O ex-vereador Amauri Gomes foi indiciado pela Polícia Civil após o episódio que interrompeu o funcionamento da roda-gigante instalada no Complexo Turístico da Ponta Negra, na zona Oeste de Manaus. O caso ocorreu na noite de sábado (22) e causou pânico entre famílias que estavam no local.
De acordo com a polícia, Amauri foi enquadrado nos artigos 132 do Código Penal expor a vida ou a saúde de terceiros a risco e 491, que trata de comunicação falsa de crime. A investigação foi aberta após a violação da caixa de energia que alimenta o equipamento, ação que resultou na paralisação repentina da roda-gigante.
A suspeita de participação de Amauri no episódio ganhou força depois da divulgação de um vídeo gravado por ele próprio, horas antes da pane. Na gravação, o ex-vereador aparece violando a caixa de energia do equipamento enquanto afirma estar apurando supostas irregularidades no local.
A divulgação do material gerou revolta entre frequentadores e comerciantes da Ponta Negra, que relataram que Amauri fez acusações sem apresentar laudos técnicos ou qualquer autorização para manipular a estrutura elétrica do complexo. Minutos depois, o equipamento apresentou falha e o ex-parlamentar já transmitia a situação ao vivo, o que levantou questionamentos sobre possível motivação política.

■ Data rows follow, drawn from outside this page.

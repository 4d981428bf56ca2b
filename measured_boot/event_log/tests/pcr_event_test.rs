/*
 * Copyright (c) Huawei Technologies Co., Ltd. 2025. All rights reserved.
 * Global Trust Authority is licensed under the Mulan PSL v2.
 * You can use this software according to the terms and conditions of the Mulan PSL v2.
 * You may obtain a copy of Mulan PSL v2 at:
 *     http://license.coscl.org.cn/MulanPSL2
 * THIS SOFTWARE IS PROVIDED ON AN "AS IS" BASIS, WITHOUT WARRANTIES OF ANY KIND, EITHER EXPRESS OR
 * IMPLIED, INCLUDING BUT NOT LIMITED TO NON-INFRINGEMENT, MERCHANTABILITY OR FIT FOR A PARTICULAR
 * PURPOSE.
 * See the Mulan PSL v2 for more details.
 */

use tpm_event_log::event::parser::{parse_tcg_pcr_event, parse_tcg_pcr_event2};
use tpm_event_log::event::render::event_data_string;
use tpm_event_log::{
    digest_size, event_type_name, txt_event_type_name, AlgorithmId, ByteReader, DecoderConfig, EventLogError,
    PcrEvent, TcgEfiSpecIdEventAlgorithmSize,
};

mod utils;
use utils::*;

fn spec_algorithms() -> Vec<TcgEfiSpecIdEventAlgorithmSize> {
    vec![
        TcgEfiSpecIdEventAlgorithmSize { algorithm_id: TPM_ALG_SHA1, digest_size: 20 },
        TcgEfiSpecIdEventAlgorithmSize { algorithm_id: TPM_ALG_SHA256, digest_size: 32 },
    ]
}

#[test]
fn test_digest_size_table() {
    assert_eq!(digest_size(0x0004), Some(20));
    assert_eq!(digest_size(0x000B), Some(32));
    assert_eq!(digest_size(0x000C), Some(48));
    assert_eq!(digest_size(0x000D), Some(64));
    assert_eq!(digest_size(0x0012), Some(32));
    assert_eq!(digest_size(0x0099), None);

    assert_eq!(AlgorithmId::try_from(0x000Bu16).unwrap(), AlgorithmId::Sha256);
    assert!(matches!(AlgorithmId::try_from(0x0099u16), Err(EventLogError::UnknownAlgorithm(0x0099))));
    assert_eq!(AlgorithmId::Sm3.to_string(), "sm3");
    assert_eq!(AlgorithmId::Sha384.digest_label(), "SHA384");
}

#[test]
fn test_event_type_names() {
    assert_eq!(event_type_name(EV_SEPARATOR), "EV_SEPARATOR");
    assert_eq!(event_type_name(EV_NO_ACTION), "EV_NO_ACTION");
    assert_eq!(event_type_name(EV_EFI_ACTION), "EV_EFI_ACTION");
    assert_eq!(event_type_name(0x800000E0), "EV_EFI_VARIABLE_AUTHORITY");
    assert_eq!(event_type_name(0x0000ABCD), "");
    // TXT codes are not part of the BIOS/EFI namespace
    assert_eq!(event_type_name(0x402), "");

    assert_eq!(txt_event_type_name(0x402), "EVTYPE_HASH_START");
    assert_eq!(txt_event_type_name(0x40A), "EVTYPE_BIOSAC_REG_DATA");
    assert_eq!(txt_event_type_name(0x4FF), "EVTYPE_CAP_VALUE");
    assert_eq!(txt_event_type_name(0x405), "");
}

#[test]
fn test_parse_legacy_event() {
    let data = legacy_event(7, EV_ACTION, sha1_of(0xAB), b"Calling EFI Application");
    let mut reader = ByteReader::from_bytes(&data);

    let event = parse_tcg_pcr_event(&mut reader, AlgorithmId::Sha1, &DecoderConfig::default()).unwrap();
    assert_eq!(event.pcr_index(), 7);
    assert_eq!(event.event_type(), EV_ACTION);
    assert_eq!(event.digests().len(), 1);
    assert_eq!(event.digests()[0].algorithm_id, AlgorithmId::Sha1);
    assert_eq!(event.digests()[0].digest, vec![0xAB; 20]);
    assert_eq!(event.event_name(), "EV_ACTION");
    assert_eq!(event.event_data_string(), "Calling EFI Application");
    assert!(reader.is_end());
}

#[test]
fn test_parse_single_digest_event() {
    let data = single_digest_event(17, 0x402, &digest_of(32, 0x11), &[]);
    let mut reader = ByteReader::from_bytes(&data);

    let event = parse_tcg_pcr_event(&mut reader, AlgorithmId::Sha256, &DecoderConfig::default()).unwrap();
    assert_eq!(event.digest.algorithm_id, AlgorithmId::Sha256);
    assert_eq!(event.digest.digest.len(), 32);
    assert!(event.event.is_empty());
    assert!(reader.is_end());
}

#[test]
fn test_parse_agile_event_keeps_digest_order() {
    let data = agile_event(
        0,
        EV_SEPARATOR,
        &[(TPM_ALG_SHA256, digest_of(32, 0x22)), (TPM_ALG_SHA1, digest_of(20, 0x11))],
        &[0, 0, 0, 0],
    );
    let mut reader = ByteReader::from_bytes(&data);

    let event = parse_tcg_pcr_event2(&mut reader, &[], &DecoderConfig::default()).unwrap();
    let algorithms: Vec<AlgorithmId> = event.digests.iter().map(|d| d.algorithm_id).collect();
    assert_eq!(algorithms, vec![AlgorithmId::Sha256, AlgorithmId::Sha1]);
    assert_eq!(event.digests[0].digest, vec![0x22; 32]);
    assert_eq!(event.digests[1].digest, vec![0x11; 20]);
    assert_eq!(event.event_data_string(), "0x00000000");
    assert!(reader.is_end());
}

#[test]
fn test_agile_event_disagreeing_with_spec_id_still_decodes() {
    let data = agile_event(1, EV_POST_CODE, &[(TPM_ALG_SHA384, digest_of(48, 0x33))], b"ACPI DATA");
    let event = parse_tcg_pcr_event2(&mut ByteReader::from_bytes(&data), &spec_algorithms(), &DecoderConfig::default())
        .unwrap();
    assert_eq!(event.digests.len(), 1);
    assert_eq!(event.digests[0].algorithm_id, AlgorithmId::Sha384);
}

#[test]
fn test_agile_event_with_unknown_algorithm_fails() {
    let data = agile_event(0, EV_SEPARATOR, &[(0x0099, digest_of(16, 0x00))], &[0, 0, 0, 0]);
    let result = parse_tcg_pcr_event2(&mut ByteReader::from_bytes(&data), &[], &DecoderConfig::default());
    assert!(matches!(result, Err(EventLogError::UnknownAlgorithm(0x0099))));
}

#[test]
fn test_agile_digest_count_beyond_buffer_is_truncated() {
    let mut data = agile_event(0, EV_SEPARATOR, &[(TPM_ALG_SHA1, digest_of(20, 0x00))], &[]);
    data[8..12].copy_from_slice(&0xFFFF_FFFFu32.to_le_bytes());
    let result = parse_tcg_pcr_event2(&mut ByteReader::from_bytes(&data), &[], &DecoderConfig::default());
    assert!(result.unwrap_err().is_truncated());
}

#[test]
fn test_agile_event_without_digests_fails() {
    let data = agile_event(0, EV_POST_CODE, &[], b"x");
    let result = parse_tcg_pcr_event2(&mut ByteReader::from_bytes(&data), &spec_algorithms(), &DecoderConfig::default());
    assert!(matches!(result, Err(EventLogError::ZeroCount { field: "digest_count" })));
}

#[test]
fn test_agile_digest_count_above_cap() {
    let digests: Vec<(u16, Vec<u8>)> = (0..3).map(|i| (TPM_ALG_SHA1, digest_of(20, i))).collect();
    let data = agile_event(0, EV_SEPARATOR, &digests, &[]);
    let config = DecoderConfig { max_digest_count: 2, ..DecoderConfig::default() };
    let result = parse_tcg_pcr_event2(&mut ByteReader::from_bytes(&data), &[], &config);
    assert!(matches!(result, Err(EventLogError::LimitExceeded { field: "digest_count", value: 3, limit: 2 })));
}

#[test]
fn test_event_size_beyond_buffer_is_truncated() {
    let mut data = legacy_event(0, EV_ACTION, sha1_of(0x00), b"abc");
    // drop the last payload byte
    data.pop();
    let result = parse_tcg_pcr_event(&mut ByteReader::from_bytes(&data), AlgorithmId::Sha1, &DecoderConfig::default());
    match result {
        Err(EventLogError::Truncated { requested, available, .. }) => {
            assert_eq!(requested, 3);
            assert_eq!(available, 2);
        },
        other => panic!("unexpected result: {:?}", other),
    }
}

#[test]
fn test_event_size_above_cap() {
    let data = legacy_event(0, EV_ACTION, sha1_of(0x00), &[b'x'; 64]);
    let config = DecoderConfig { max_event_data_size: 32, ..DecoderConfig::default() };
    let result = parse_tcg_pcr_event(&mut ByteReader::from_bytes(&data), AlgorithmId::Sha1, &config);
    assert!(matches!(result, Err(EventLogError::LimitExceeded { field: "event_size", .. })));
}

#[test]
fn test_unknown_event_type_decodes_digest_and_data() {
    let data = legacy_event(3, 0x0000ABCD, sha1_of(0x5A), &[0xDE, 0xAD]);
    let event = parse_tcg_pcr_event(&mut ByteReader::from_bytes(&data), AlgorithmId::Sha1, &DecoderConfig::default())
        .unwrap();
    assert_eq!(event.event_name(), "");
    assert_eq!(event.event_data_string(), "");
    assert_eq!(event.digest.digest, vec![0x5A; 20]);
    assert_eq!(event.event, vec![0xDE, 0xAD]);
}

#[test]
fn test_legacy_event_text_rendering() {
    let data = legacy_event(0, EV_SEPARATOR, sha1_of(0x01), &[0, 0, 0, 0]);
    let event = parse_tcg_pcr_event(&mut ByteReader::from_bytes(&data), AlgorithmId::Sha1, &DecoderConfig::default())
        .unwrap();
    let expected = format!(
        "PCR: 0\nEvent Name: EV_SEPARATOR\nEvent Data: 0x00000000\nSHA1 Digest: {}",
        "01".repeat(20)
    );
    assert_eq!(event.to_string(), expected);
}

#[test]
fn test_agile_event_text_rendering_strips_control_characters() {
    let data = agile_event(
        5,
        EV_NO_ACTION,
        &[(TPM_ALG_SHA1, digest_of(20, 0x00)), (TPM_ALG_SM3, digest_of(32, 0xFF))],
        b"line\r\nbreak\0",
    );
    let event = parse_tcg_pcr_event2(&mut ByteReader::from_bytes(&data), &[], &DecoderConfig::default()).unwrap();
    let expected = format!(
        "PCR: 5\nEvent Name: EV_NO_ACTION\nEvent Data: linebreak\nSHA1 Digest: {}\nSM3 Digest: {}",
        "00".repeat(20),
        "ff".repeat(32)
    );
    assert_eq!(event.to_string(), expected);
}

#[test]
fn test_render_s_crtm_version() {
    let guid = [
        0x33, 0x22, 0x11, 0x00, 0x55, 0x44, 0x77, 0x66,
        0x88, 0x99, 0xAA, 0xBB, 0xCC, 0xDD, 0xEE, 0xFF,
    ];
    assert_eq!(
        event_data_string(EV_S_CRTM_VERSION, &guid).as_deref(),
        Some("00112233-4455-6677-8899-aabbccddeeff")
    );

    let ucs2 = [b'1', 0, b'.', 0, b'0', 0, 0, 0];
    assert_eq!(event_data_string(EV_S_CRTM_VERSION, &ucs2).as_deref(), Some("1.0"));
}

#[test]
fn test_render_firmware_blob() {
    let mut blob = Vec::new();
    blob.extend_from_slice(&0xFF00_0000u64.to_le_bytes());
    blob.extend_from_slice(&0x10_0000u64.to_le_bytes());
    assert_eq!(
        event_data_string(EV_EFI_PLATFORM_FIRMWARE_BLOB, &blob).as_deref(),
        Some("base: 0xff000000, length: 0x100000")
    );
    // a payload that does not fit the layout renders as nothing
    assert_eq!(event_data_string(EV_EFI_PLATFORM_FIRMWARE_BLOB, &[1, 2, 3]), None);
}

#[test]
fn test_render_unknown_type() {
    assert_eq!(event_data_string(0x0000ABCD, b"anything"), None);
}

Prefeitura fala em vandalismo
Em nota, a Prefeitura de Manaus classificou o caso como vandalismo, afirmando que houve violação da caixa de energia principal do equipamento. O município destacou que toda a estrutura instalada no complexo possui regularização técnica, acompanhamento especializado e consumo devidamente medido pela concessionária.
O prefeito David Almeida declarou que a interrupção foi “resultado de uma ação criminosa” e negou boatos sobre ligações clandestinas. Ele reforçou que a empresa responsável pela roda-gigante possui todas as licenças e laudos obrigatórios.
O inquérito foi encaminhado à Delegacia responsável, e a gestão municipal afirmou que não aceitará atitudes que coloquem o público em risco ou que utilizem o espaço para fins de autopromoção. A prefeitura também pediu desculpas às famílias que foram surpreendidas pela paralisação do equipamento.
As investigações continuam, e Amauri Gomes poderá responder aos crimes pelos quais foi indiciado, caso haja confirmação pericial dos fatos.